The availability of fresh water resource is extremely limited and it is threatening the very existence of life. A study by the World Bank revealed that 97 per cent of the earth’s water is saline. Approximately about 2 per cent of the fresh water is trapped in the form of glaciers and polar ice. Only a meager 1 per cent is available for drinking and other domestic purposes.
It is believed that a gaseous envelope of ammonia, methane, water vapour and hydrogen surrounded the primeval earth. Atmosphere had undergone changes gradually and came to stay with nitrogen, oxygen and carbon dioxide as major constituents. It is a known fact that carbon dioxide regulates and maintains the global temperature balance between the solar energy received by the earth and the outgoing terrestrial radiation (known as Heat Budget).

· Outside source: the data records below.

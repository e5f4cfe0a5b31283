#![forbid(unsafe_code)]

//! Per-frame gesture classification.
//!
//! [`classify`] is a pure function of one [`LandmarkFrame`], the wave
//! tracker's recent horizontal range, and a [`ClassifierConfig`]. It holds no
//! state; temporal smoothing happens downstream in
//! [`debounce`](crate::debounce).
//!
//! # Algorithm
//!
//! 1. `palm = |wrist − index_mcp|`, floored at `palm_floor` when degenerate.
//! 2. A non-thumb finger is extended when its tip is more than
//!    `finger_extension_ratio ×` as far from the wrist as its middle joint.
//!    The ratio is relaxed (1.1) so partial curls still count.
//! 3. The thumb bends on a different axis, so it is tested by the distance
//!    from its tip to its MCP joint against `thumb_extension_ratio × palm`.
//! 4. Decision order on the extended count `n`:
//!    - `n ≥ 3` and wrist x-range `> wave_range_threshold` → `Wave`
//!    - `n ≥ 3` → `Open`
//!    - `n = 0` → `Fist`
//!    - `n ∈ {1, 2}` and the index tip is higher than the middle, ring and
//!      pinky tips by more than `point_up_margin` → `PointUp`
//!    - pinch enabled and `|thumb_tip − index_tip| < pinch_ratio × palm` → `Pinch`
//!    - otherwise `None`

use crate::error::{ConfigError, ensure_in_range, ensure_non_negative, ensure_positive};
use crate::gesture::GestureLabel;
use crate::landmark::{LandmarkFrame, joints};

/// (tip, middle joint) pairs for index, middle, ring and pinky.
const FINGER_JOINTS: [(usize, usize); 4] = [
    (joints::INDEX_TIP, joints::INDEX_PIP),
    (joints::MIDDLE_TIP, joints::MIDDLE_PIP),
    (joints::RING_TIP, joints::RING_PIP),
    (joints::PINKY_TIP, joints::PINKY_PIP),
];

/// Below this, palm size is considered degenerate.
const PALM_EPSILON: f32 = 1e-6;

/// Tunable classifier thresholds.
#[derive(Debug, Clone, PartialEq)]
#[cfg_attr(feature = "serde", derive(serde::Serialize, serde::Deserialize))]
#[cfg_attr(feature = "serde", serde(default))]
pub struct ClassifierConfig {
    /// Palm size used when the measured one is degenerate.
    /// Default: 0.1
    pub palm_floor: f32,

    /// Tip-to-wrist over mid-to-wrist ratio above which a finger is extended.
    /// Default: 1.1
    pub finger_extension_ratio: f32,

    /// Thumb tip-to-MCP distance, as a fraction of palm size, above which
    /// the thumb is extended.
    /// Default: 0.85
    pub thumb_extension_ratio: f32,

    /// Minimum height (normalized y) by which the index tip must clear the
    /// other fingertips for `PointUp`.
    /// Default: 0.08
    pub point_up_margin: f32,

    /// Wrist x-range over the wave window above which an open hand is a wave.
    /// Default: 0.08
    pub wave_range_threshold: f32,

    /// Thumb-to-index distance, as a fraction of palm size, below which the
    /// pose is a pinch. `None` disables pinch detection.
    /// Default: None (`Some(0.35)` when enabled)
    pub pinch_ratio: Option<f32>,
}

impl ClassifierConfig {
    /// Pinch ratio used by [`with_pinch`](Self::with_pinch).
    pub const DEFAULT_PINCH_RATIO: f32 = 0.35;

    /// Enable pinch detection with the default ratio.
    #[must_use]
    pub fn with_pinch(mut self) -> Self {
        self.pinch_ratio = Some(Self::DEFAULT_PINCH_RATIO);
        self
    }

    /// Check thresholds for nonsensical values.
    ///
    /// # Errors
    ///
    /// Returns the first offending field.
    pub fn validate(&self) -> Result<(), ConfigError> {
        ensure_positive("classifier.palm_floor", self.palm_floor)?;
        ensure_positive(
            "classifier.finger_extension_ratio",
            self.finger_extension_ratio,
        )?;
        ensure_positive(
            "classifier.thumb_extension_ratio",
            self.thumb_extension_ratio,
        )?;
        ensure_non_negative("classifier.point_up_margin", self.point_up_margin)?;
        ensure_in_range(
            "classifier.wave_range_threshold",
            self.wave_range_threshold,
            0.0,
            1.0,
        )?;
        if let Some(ratio) = self.pinch_ratio {
            ensure_positive("classifier.pinch_ratio", ratio)?;
        }
        Ok(())
    }
}

impl Default for ClassifierConfig {
    fn default() -> Self {
        Self {
            palm_floor: 0.1,
            finger_extension_ratio: 1.1,
            thumb_extension_ratio: 0.85,
            point_up_margin: 0.08,
            wave_range_threshold: 0.08,
            pinch_ratio: None,
        }
    }
}

/// Result of classifying one frame.
#[derive(Debug, Clone, Copy, PartialEq)]
pub struct Classification {
    /// The raw (undebounced) label.
    pub label: GestureLabel,
    /// Number of extended fingers, thumb included (0–5).
    pub extended_count: u8,
    /// Palm size after flooring.
    pub palm_size: f32,
}

/// Palm size (wrist to index MCP), floored when degenerate.
#[must_use]
pub fn palm_size(frame: &LandmarkFrame, config: &ClassifierConfig) -> f32 {
    let palm = frame.distance(joints::WRIST, joints::INDEX_MCP);
    if palm.is_finite() && palm > PALM_EPSILON {
        palm
    } else {
        config.palm_floor
    }
}

/// Count extended fingers, thumb included.
#[must_use]
pub fn extended_fingers(frame: &LandmarkFrame, palm: f32, config: &ClassifierConfig) -> u8 {
    let wrist = frame.wrist();
    let fingers = FINGER_JOINTS
        .iter()
        .filter(|&&(tip, mid)| {
            let tip_dist = frame.point(tip).distance(wrist);
            let mid_dist = frame.point(mid).distance(wrist);
            tip_dist > mid_dist * config.finger_extension_ratio
        })
        .count() as u8;

    let thumb_dist = frame.distance(joints::THUMB_TIP, joints::THUMB_MCP);
    let thumb = u8::from(thumb_dist > palm * config.thumb_extension_ratio);

    fingers + thumb
}

/// Whether the index tip clears the middle, ring and pinky tips.
fn index_pointed_up(frame: &LandmarkFrame, margin: f32) -> bool {
    let index_y = frame.point(joints::INDEX_TIP).y;
    [joints::MIDDLE_TIP, joints::RING_TIP, joints::PINKY_TIP]
        .iter()
        .all(|&tip| index_y < frame.point(tip).y - margin)
}

/// Classify one frame.
///
/// `wave_range` is the wrist x-range over the wave tracker's window
/// ([`WaveTracker::range`](crate::wave::WaveTracker::range)); pass `0.0`
/// when no motion history is available.
#[must_use]
pub fn classify(
    frame: &LandmarkFrame,
    wave_range: f32,
    config: &ClassifierConfig,
) -> Classification {
    let palm = palm_size(frame, config);
    let extended = extended_fingers(frame, palm, config);

    let label = if extended >= 3 {
        if wave_range > config.wave_range_threshold {
            GestureLabel::Wave
        } else {
            GestureLabel::Open
        }
    } else if extended == 0 {
        GestureLabel::Fist
    } else if index_pointed_up(frame, config.point_up_margin) {
        GestureLabel::PointUp
    } else if config.pinch_ratio.is_some_and(|ratio| {
        frame.distance(joints::THUMB_TIP, joints::INDEX_TIP) < palm * ratio
    }) {
        GestureLabel::Pinch
    } else {
        GestureLabel::None
    };

    Classification {
        label,
        extended_count: extended,
        palm_size: palm,
    }
}
#![forbid(unsafe_code)]

//! The orchestrating controller.
//!
//! [`GestureController`] owns every component and has two independent
//! cadences:
//!
//! - **video frames** ([`process_landmark_frame`](GestureController::process_landmark_frame)):
//!   wave tracking, classification and debouncing. Typically 15–30 Hz.
//! - **render ticks** ([`tick`](GestureController::tick)): keyboard
//!   override, phase transitions, focus and rotation. Typically 60 Hz.
//!
//! The two only meet through controller state: a tick reads whatever
//! gesture and hand velocity the latest frame left behind.
//!
//! # Example
//!
//! ```
//! use std::time::Duration;
//! use bloom_core::{BloomConfig, GestureController, GestureLabel, InteractionPhase};
//! use bloom_core::synthetic;
//!
//! let mut ctl = GestureController::new(BloomConfig::default()).unwrap();
//! for _ in 0..5 {
//!     ctl.process_landmark_frame(Some(&synthetic::open_hand(0.5)));
//! }
//! let state = ctl.tick(Duration::from_millis(16));
//! assert_eq!(state.gesture, GestureLabel::Open);
//! assert!(state.is_transitioning());
//!
//! for _ in 0..130 {
//!     ctl.tick(Duration::from_millis(16));
//! }
//! assert_eq!(ctl.snapshot().phase, InteractionPhase::Expanded);
//! ```

use std::fmt;
use std::time::Duration;

use crate::arbiter::{InputArbiter, TickInput};
use crate::classifier::{Classification, classify};
use crate::config::BloomConfig;
use crate::debounce::GestureDebouncer;
use crate::error::ConfigError;
use crate::event::{InputEvent, KeyAction, KeyCode};
use crate::focus::{FocusQuery, FocusRelease, FocusTracker, NearestToCenter, ProjectedItem};
use crate::gesture::GestureLabel;
use crate::landmark::{LandmarkFrame, Point};
use crate::phase::{InteractionPhase, PhaseMachine, TransitionCause};
use crate::snapshot::{ArbitratedState, ItemId};
use crate::wave::WaveTracker;

/// Gesture pipeline and interaction state for one scene.
pub struct GestureController {
    config: BloomConfig,
    debouncer: GestureDebouncer,
    wave: WaveTracker,
    arbiter: InputArbiter,
    phase: PhaseMachine,
    focus: FocusTracker,
    query: Box<dyn FocusQuery + Send>,
    last_classification: Option<Classification>,
    frames: u64,
    ticks: u64,
}

impl fmt::Debug for GestureController {
    fn fmt(&self, f: &mut fmt::Formatter<'_>) -> fmt::Result {
        f.debug_struct("GestureController")
            .field("asserted", &self.debouncer.asserted())
            .field("phase", &self.phase.phase())
            .field("focused", &self.focus.focused())
            .field("velocity", &self.arbiter.velocity())
            .field("frames", &self.frames)
            .field("ticks", &self.ticks)
            .finish_non_exhaustive()
    }
}

impl GestureController {
    /// Create a controller with the default [`NearestToCenter`] focus query.
    ///
    /// # Errors
    ///
    /// Returns the first invalid configuration value.
    pub fn new(config: BloomConfig) -> Result<Self, ConfigError> {
        config.validate()?;
        Ok(Self::from_valid(config))
    }

    fn from_valid(config: BloomConfig) -> Self {
        Self {
            debouncer: GestureDebouncer::new(config.debounce.clone()),
            wave: WaveTracker::new(&config.wave),
            arbiter: InputArbiter::new(config.arbiter.clone()),
            phase: PhaseMachine::new(config.phase.clone()),
            focus: FocusTracker::new(config.focus.clone()),
            query: Box::new(NearestToCenter::new(config.focus.clone())),
            last_classification: None,
            frames: 0,
            ticks: 0,
            config,
        }
    }

    /// Configuration in use.
    #[must_use]
    pub fn config(&self) -> &BloomConfig {
        &self.config
    }

    // -----------------------------------------------------------------------
    // Video-frame path
    // -----------------------------------------------------------------------

    /// Process one video frame. `None` means no hand was detected.
    ///
    /// A frame with a NaN or infinite coordinate is treated as `None`.
    /// Returns the asserted (debounced) gesture after this frame.
    pub fn process_landmark_frame(&mut self, frame: Option<&LandmarkFrame>) -> GestureLabel {
        self.frames += 1;
        let frame = frame.filter(|f| {
            let finite = f.is_finite();
            if !finite {
                crate::warn!("non-finite landmark frame treated as no hand");
            }
            finite
        });
        let raw = match frame {
            Some(frame) => {
                self.wave.push(frame.wrist().x);
                let c = classify(frame, self.wave.range(), &self.config.classifier);
                self.last_classification = Some(c);
                crate::trace!(
                    label = %c.label,
                    extended = c.extended_count,
                    palm = c.palm_size,
                    "frame classified"
                );
                c.label
            }
            None => {
                self.wave.hold();
                self.last_classification = None;
                GestureLabel::None
            }
        };
        let (asserted, _) = self.debouncer.push(raw);
        asserted
    }

    /// Process raw landmark points. A malformed slice counts as no hand.
    pub fn process_landmark_points(&mut self, points: &[Point]) -> GestureLabel {
        match LandmarkFrame::from_slice(points) {
            Ok(frame) => self.process_landmark_frame(Some(&frame)),
            Err(_err) => {
                crate::warn!(error = %_err, "rejected landmark frame");
                self.process_landmark_frame(None)
            }
        }
    }

    /// The landmark source stopped: forget the hand entirely.
    pub fn on_source_stopped(&mut self) {
        crate::info!("landmark source stopped");
        self.debouncer.reset();
        self.wave.reset();
        self.phase.forget_gesture();
        self.last_classification = None;
    }

    /// Asserted hand gesture, before keyboard override.
    #[inline]
    #[must_use]
    pub fn asserted_gesture(&self) -> GestureLabel {
        self.debouncer.asserted()
    }

    /// Classifier output for the latest frame with a hand.
    #[inline]
    #[must_use]
    pub fn last_classification(&self) -> Option<Classification> {
        self.last_classification
    }

    /// Latest wrist velocity.
    #[inline]
    #[must_use]
    pub fn hand_velocity(&self) -> f32 {
        self.wave.velocity()
    }

    /// Number of asserted-gesture changes so far.
    #[inline]
    #[must_use]
    pub fn gesture_switch_count(&self) -> u64 {
        self.debouncer.switch_count()
    }

    /// Video frames processed so far.
    #[inline]
    #[must_use]
    pub fn frame_count(&self) -> u64 {
        self.frames
    }

    // -----------------------------------------------------------------------
    // Pointer and keyboard
    // -----------------------------------------------------------------------

    /// Pointer pressed.
    pub fn on_pointer_down(&mut self) {
        self.arbiter.pointer_down();
    }

    /// Pointer released.
    pub fn on_pointer_up(&mut self) {
        self.arbiter.pointer_up();
    }

    /// Pointer moved `dx` pixels horizontally.
    pub fn on_pointer_drag(&mut self, dx: f32) {
        self.arbiter.pointer_drag(dx);
    }

    /// Key pressed. Returns the bound action, if any.
    pub fn on_key_down(&mut self, key: KeyCode) -> Option<KeyAction> {
        let action = self.config.keys.action(key)?;
        match action {
            KeyAction::Expand => {
                self.phase
                    .request(InteractionPhase::Expanded, TransitionCause::Key);
            }
            KeyAction::Collapse => {
                self.phase
                    .request(InteractionPhase::Compact, TransitionCause::Key);
            }
            KeyAction::RotateLeft | KeyAction::RotateRight | KeyAction::Grab => {
                if self.arbiter.press(action) {
                    crate::debug!(action = ?action, "key action held");
                }
            }
        }
        Some(action)
    }

    /// Key released. Returns the bound action, if any.
    pub fn on_key_up(&mut self, key: KeyCode) -> Option<KeyAction> {
        let action = self.config.keys.action(key)?;
        self.arbiter.release(action);
        Some(action)
    }

    // -----------------------------------------------------------------------
    // Items and focus
    // -----------------------------------------------------------------------

    /// Register a photographed item.
    pub fn add_item(&mut self, id: ItemId) -> bool {
        self.focus.register(id)
    }

    /// Unregister an item. If it was focused, focus clears on the next tick.
    pub fn remove_item(&mut self, id: ItemId) -> bool {
        self.focus.unregister(id)
    }

    /// Registered items in registration order.
    #[must_use]
    pub fn items(&self) -> &[ItemId] {
        self.focus.items()
    }

    /// An item was clicked: toggle focus on it.
    pub fn on_item_clicked(&mut self, id: ItemId) {
        self.focus.toggle(id);
        if self.focus.focused().is_some() {
            self.arbiter.stop();
        }
    }

    /// Drop the focus.
    pub fn clear_focus(&mut self) {
        self.focus.clear(FocusRelease::Explicit);
    }

    /// Store the latest screen-space projections for the focus query.
    pub fn update_projections(&mut self, projections: &[ProjectedItem]) {
        self.focus.set_projections(projections);
    }

    /// Replace the focus query.
    pub fn set_focus_query(&mut self, query: Box<dyn FocusQuery + Send>) {
        self.query = query;
    }

    // -----------------------------------------------------------------------
    // Render path
    // -----------------------------------------------------------------------

    /// Advance interaction state by `dt` and return the new snapshot.
    pub fn tick(&mut self, dt: Duration) -> ArbitratedState {
        self.ticks += 1;
        let gesture = self.arbiter.effective_gesture(self.debouncer.asserted());

        self.phase.advance(dt);
        self.phase.observe(gesture);
        let phase = self.phase.phase();

        let focused = self.focus.update(phase, gesture, self.query.as_mut());

        self.arbiter.tick(TickInput {
            dt,
            gesture,
            hand_velocity: self.wave.velocity(),
            phase,
            focused: focused.is_some(),
        });

        self.snapshot()
    }

    /// Current interaction state.
    #[must_use]
    pub fn snapshot(&self) -> ArbitratedState {
        ArbitratedState {
            gesture: self.arbiter.effective_gesture(self.debouncer.asserted()),
            rotation_velocity: self.arbiter.velocity(),
            view_angle: self.arbiter.view_angle(),
            focused_id: self.focus.focused(),
            phase: self.phase.phase(),
            transition: self.phase.transition(),
            keyboard_override: self.arbiter.keyboard_override(),
            active_inputs: self.arbiter.last_active(),
        }
    }

    /// Render ticks processed so far.
    #[inline]
    #[must_use]
    pub fn tick_count(&self) -> u64 {
        self.ticks
    }

    // -----------------------------------------------------------------------
    // Event dispatch
    // -----------------------------------------------------------------------

    /// Route one [`InputEvent`] to the matching entry point.
    pub fn handle(&mut self, event: &InputEvent) {
        match event {
            InputEvent::Landmarks { frame } => {
                self.process_landmark_frame(frame.as_ref());
            }
            InputEvent::PointerDown => self.on_pointer_down(),
            InputEvent::PointerUp => self.on_pointer_up(),
            InputEvent::PointerDrag { dx } => self.on_pointer_drag(*dx),
            InputEvent::KeyDown { key } => {
                self.on_key_down(*key);
            }
            InputEvent::KeyUp { key } => {
                self.on_key_up(*key);
            }
            InputEvent::Tick { dt_ms } => {
                let dt = Duration::try_from_secs_f32(dt_ms / 1000.0).unwrap_or(Duration::ZERO);
                self.tick(dt);
            }
            InputEvent::AddItem { id } => {
                self.add_item(*id);
            }
            InputEvent::RemoveItem { id } => {
                self.remove_item(*id);
            }
            InputEvent::ClickItem { id } => self.on_item_clicked(*id),
            InputEvent::UpdateProjections { projections } => {
                self.update_projections(projections);
            }
            InputEvent::SourceStopped => self.on_source_stopped(),
        }
    }
}

impl Default for GestureController {
    fn default() -> Self {
        Self::from_valid(BloomConfig::default())
    }
}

Carbon dioxide is the best known Green House gas, but other Green House gases like methane, nitrous oxide, CFC’s, ozone and water vapour are all heat trappers and have given rise to the phenomenon of Green House Effect and consequent global warming.
Recent studies of air trapped in bubbles inside ice cores in Greenland and Russian station Vostok in Antarctica have revealed a distinct relationship between these variations and air temperature.
From prior to the days of Industrial Revolution till the present, there was a substantial rise in the concentration of carbon dioxide in the atmosphere. According to one estimate more than 18 billion tonnes of carbon dioxide is injected into to the troposphere (layer of the atmosphere closest to the earth) annually.
There are enough geological evidences to prove that the climate of the world changed several times during the past 350 million years.
The presence of coal in the mid-latitude countries, are a testimony to the fact that these regions were hot and humid in the coniferous period (350 million years ago) and were endowed with wealth of vegetation.
On the other hand tropical regions of the continents of the Southern Hemisphere (Gondwanaland) witnessed large scale glaciations in the past. This suggests that continents have undertaken long journeys from their actual positions.
This theory was propounded by the German climatologist and botanist Alfred Wegener. According to him the Gondwanaland started breaking away from Antarctica in the Mesozoic era. This north bound journey of the southern continents was poetically described by Wegener as’ Polflutch’, or flight from the poles. In the evening of April 21, 2008, a disturbing news was aired by CNN, which said that Greenland had started melting. The Arctic was already bustling with activity never seen before. Melting of icebergs in the Arctic had probably opened up a new route for ocean transport. A NASA report of 2002 showed an alarming report that the North Pole would be free of ice by the turn of the century.
Oil boom in Alaska had opened up a new horizon of economic activity in the region. But unfortunately very few of us could realise the long-term implications of these misadventures. Marine pollution by oil slicks is a major international concern because of its devastating effect on marine ecosystem. Oil slicks could inhibit the growth of planktons and photosynthetic activities of other plants. The infamous oil slick from the super tanker Exxon Valdez near Alaska in March 24, 1989, leaked about 20 lakh tonnes of oil into the sea.
If the global warming continues at the pace of today, the day is not far off, when the Tundra Biome (large terrestrial communities of plants and animals) would be lost from the surface of the earth. This will lead to the disappearance of an already fragile food chain in the arctic.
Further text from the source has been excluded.